╭─ DATA RECORDS

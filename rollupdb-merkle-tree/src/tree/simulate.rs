use rollupdb_costs::{CostResult, CostsExt, OperationCost, cost_return_on_error};

use super::MerkleTree;
use crate::{Hash, HashPath, MerkleTreeError, OverlayStore, TreeStore, hasher::TreeHasher};

/// Outcome of applying additions speculatively.
#[derive(Debug, Clone, PartialEq, Eq)]
pub struct SimulatedAdditions {
    /// Root before the first addition.
    pub old_root: Hash,
    /// Hash path of each addition's index right before it was applied.
    pub old_paths: Vec<HashPath>,
    /// Hash path of each addition's index right after it was applied.
    pub new_paths: Vec<HashPath>,
    /// Root after each addition.
    pub new_roots: Vec<Hash>,
}

impl<H: TreeHasher + Clone> MerkleTree<H> {
    /// Apply `(index, value)` additions in order without persisting anything,
    /// reporting the hash paths and roots each one would produce.
    ///
    /// The additions run against a copy of this tree over an
    /// [`OverlayStore`] that is dropped afterwards; neither `self` nor
    /// `store` changes.
    pub fn simulate_additions<S: TreeStore, V: AsRef<[u8]>>(
        &self,
        store: &S,
        additions: &[(u64, V)],
    ) -> CostResult<SimulatedAdditions, MerkleTreeError> {
        let mut cost = OperationCost::default();
        let overlay = OverlayStore::new(store);
        let mut scratch = self.clone();

        let mut old_paths = Vec::with_capacity(additions.len());
        let mut new_paths = Vec::with_capacity(additions.len());
        let mut new_roots = Vec::with_capacity(additions.len());
        for (index, value) in additions {
            old_paths.push(cost_return_on_error!(
                &mut cost,
                scratch.get_hash_path(&overlay, *index)
            ));
            new_roots.push(cost_return_on_error!(
                &mut cost,
                scratch.put(&overlay, *index, value.as_ref())
            ));
            new_paths.push(cost_return_on_error!(
                &mut cost,
                scratch.get_hash_path(&overlay, *index)
            ));
        }

        Ok(SimulatedAdditions {
            old_root: self.root,
            old_paths,
            new_paths,
            new_roots,
        })
        .wrap_with_cost(cost)
    }
}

╰─

» **WHAT IS BEING ASKED**
Each line above should be duplicated without any alteration.

» **SOLUTION FOR THIS PROBLEM**
filename rollupdb-merkle-tree/src/tree/simulate.rs
use rollupdb_costs::{CostResult, CostsExt, OperationCost, cost_return_on_error};

use super::MerkleTree;
use crate::{Hash, HashPath, MerkleTreeError, OverlayStore, TreeStore, hasher::TreeHasher};

/// Outcome of applying additions speculatively.
#[derive(Debug, Clone, PartialEq, Eq)]
pub struct SimulatedAdditions {
    /// Root before the first addition.
    pub old_root: Hash,
    /// Hash path of each addition's index right before it was applied.
    pub old_paths: Vec<HashPath>,
    /// Hash path of each addition's index right after it was applied.
    pub new_paths: Vec<HashPath>,
    /// Root after each addition.
    pub new_roots: Vec<Hash>,
}

impl<H: TreeHasher + Clone> MerkleTree<H> {
    /// Apply `(index, value)` additions in order without persisting anything,
    /// reporting the hash paths and roots each one would produce.
    ///
    /// The additions run against a copy of this tree over an
    /// [`OverlayStore`] that is dropped afterwards; neither `self` nor
    /// `store` changes.
    pub fn simulate_additions<S: TreeStore, V: AsRef<[u8]>>(
        &self,
        store: &S,
        additions: &[(u64, V)],
    ) -> CostResult<SimulatedAdditions, MerkleTreeError> {
        let mut cost = OperationCost::default();
        let overlay = OverlayStore::new(store);
        let mut scratch = self.clone();

        let mut old_paths = Vec::with_capacity(additions.len());
        let mut new_paths = Vec::with_capacity(additions.len());
        let mut new_roots = Vec::with_capacity(additions.len());
        for (index, value) in additions {
            old_paths.push(cost_return_on_error!(
                &mut cost,
                scratch.get_hash_path(&overlay, *index)
            ));
            new_roots.push(cost_return_on_error!(
                &mut cost,
                scratch.put(&overlay, *index, value.as_ref())
            ));
            new_paths.push(cost_return_on_error!(
                &mut cost,
                scratch.get_hash_path(&overlay, *index)
            ));
        }

        Ok(SimulatedAdditions {
            old_root: self.root,
            old_paths,
            new_paths,
            new_roots,
        })
        .wrap_with_cost(cost)
    }
}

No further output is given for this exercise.